Une marionnette peut en cacher une autre: lancement du festival Scènes ouvertes à l’insolite
Du 7 au 15 octobre le Mouffetard – Théâtre de la marionnette et ses partenaires organisent la festival Scènes ouvertes à l’insolite, occasion rêvée pour découvrir des artistes encore peu connus mais méritant clairement de l’être. Pour la soirée d’ouverture, Vera Rozanova nous subjugue avec A travers la cerisaie, la Cie Singe Diesel nous enchante avec Le songe du conteur, et la Cie Les Maladroits emporte tous les suffrages avec Frères. Artistes et festival à suivre!
Le festival Scènes ouvertes à l’insolite en est à sa 11ème édition en ce début d’automne. Traditionnellement organisé par le Mouffetard – Théâtre des arts de la marionnette, co-organisé cette année par le Théâtre Aux Mains Nues, il a pour ambition de mettre en avant le travail de la nouvelle génération de marionnettistes. C’est donc un florilège de ce que la création fait de mieux qui est donnée à découvrir jusqu’au 15 octobre dans divers lieux de la capitale.
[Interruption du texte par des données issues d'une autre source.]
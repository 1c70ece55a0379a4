//! 层级键值数据库的只读访问
//!
//! 数据库按路径组织（例如 `locations/<owner_id>`），这里只需要整棵子树的快照读取。

use std::sync::Arc;

use async_trait::async_trait;
use serde_json::Value;
use thiserror::Error;

use crate::config::{Config, StoreBackend};

mod memory;
mod redis;
mod rest;

pub use memory::MemoryStore;
pub use self::redis::RedisStore;
pub use rest::RestStore;

#[derive(Debug, Error)]
pub enum StoreError {
    #[error("redis error: {0}")]
    Redis(#[from] ::redis::RedisError),

    #[error("http error: {0}")]
    Http(#[from] reqwest::Error),

    #[error("invalid document: {0}")]
    Decode(#[from] serde_json::Error),

    #[error("io error: {0}")]
    Io(#[from] std::io::Error),

    #[error("store unavailable: {0}")]
    Unavailable(String),
}

#[async_trait]
pub trait RecordStore: Send + Sync {
    /// 读取路径下的整棵子树，路径不存在时返回 `None`
    async fn read(&self, path: &str) -> Result<Option<Value>, StoreError>;
}

/// 根据配置创建数据库连接
pub async fn from_config(config: &Config) -> Result<Arc<dyn RecordStore>, StoreError> {
    let store: Arc<dyn RecordStore> = match config.store_backend {
        StoreBackend::Memory => match &config.store_seed_file {
            Some(path) => Arc::new(MemoryStore::from_file(path).await?),
            None => {
                tracing::warn!("No STORE_SEED_FILE given, memory store starts empty");
                Arc::new(MemoryStore::default())
            }
        },
        StoreBackend::Rest => {
            let url = config
                .store_url
                .clone()
                .ok_or_else(|| StoreError::Unavailable("STORE_URL is not set".into()))?;
            Arc::new(RestStore::new(url, config.store_auth.clone()))
        }
        StoreBackend::Redis => {
            let url = config
                .store_url
                .as_ref()
                .or(config.redis_url.as_ref())
                .ok_or_else(|| StoreError::Unavailable("STORE_URL is not set".into()))?;
            let client = ::redis::Client::open(url.as_str())?;
            Arc::new(RedisStore::new(Arc::new(client), config.store_key_prefix.clone()))
        }
    };

    tracing::info!("Using {:?} record store", config.store_backend);
    Ok(store)
}

/// 拆分路径，忽略首尾和重复的 `/`
pub(crate) fn path_segments(path: &str) -> impl Iterator<Item = &str> {
    path.split('/').filter(|segment| !segment.is_empty())
}
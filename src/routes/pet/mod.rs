mod handler;
mod model;
mod photo;

pub use handler::{NearbyQuery, find_nearby_pets};
pub use model::{
    Coordinates, LocationRecord, NearbyPet, NearbySearch, OwnerProfile, PetRecord, Snapshot,
    rank_nearby,
};
pub use photo::{PhotoResolver, PhotoSource, ResolvedPhotos, placeholder_url};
Force est d’avouer que les spectacles proposés lors de la soirée d’ouverture étaient plus qu’enthousiasmants.
Vera Rozanova, jeune artiste russe passée par l’ESNAM, relève un pari audacieux, celui d’adapter La Cerisaie de Tchekhov en théâtre d’objets et en 1h10. Pari fou, mais pari réussi: A travers la cerisaie arrive à transporter le spectateur sans le moindre relâchement, avec une mise en scène sobre et inventive, et une utilisation particulièrement inspirée des objets, dont les évolutions technologiques sont utilisées pour figurer le passage du temps. L’accent russe délicieux de l’interprète accompagne la narration et l’incarnation des personnages, et vient surtout insérer un témoignage autobiographique qui, pour être discret, n’en donne pas moins une dimension intime et touchante à cette histoire déjà maintes fois entendue. Pleine d’humour et de distance, de charme et d’enthousiasme également, la première de ce spectacle nous a convaincu, et a emporté l’adhésion de toute la salle. Une très belle découverte!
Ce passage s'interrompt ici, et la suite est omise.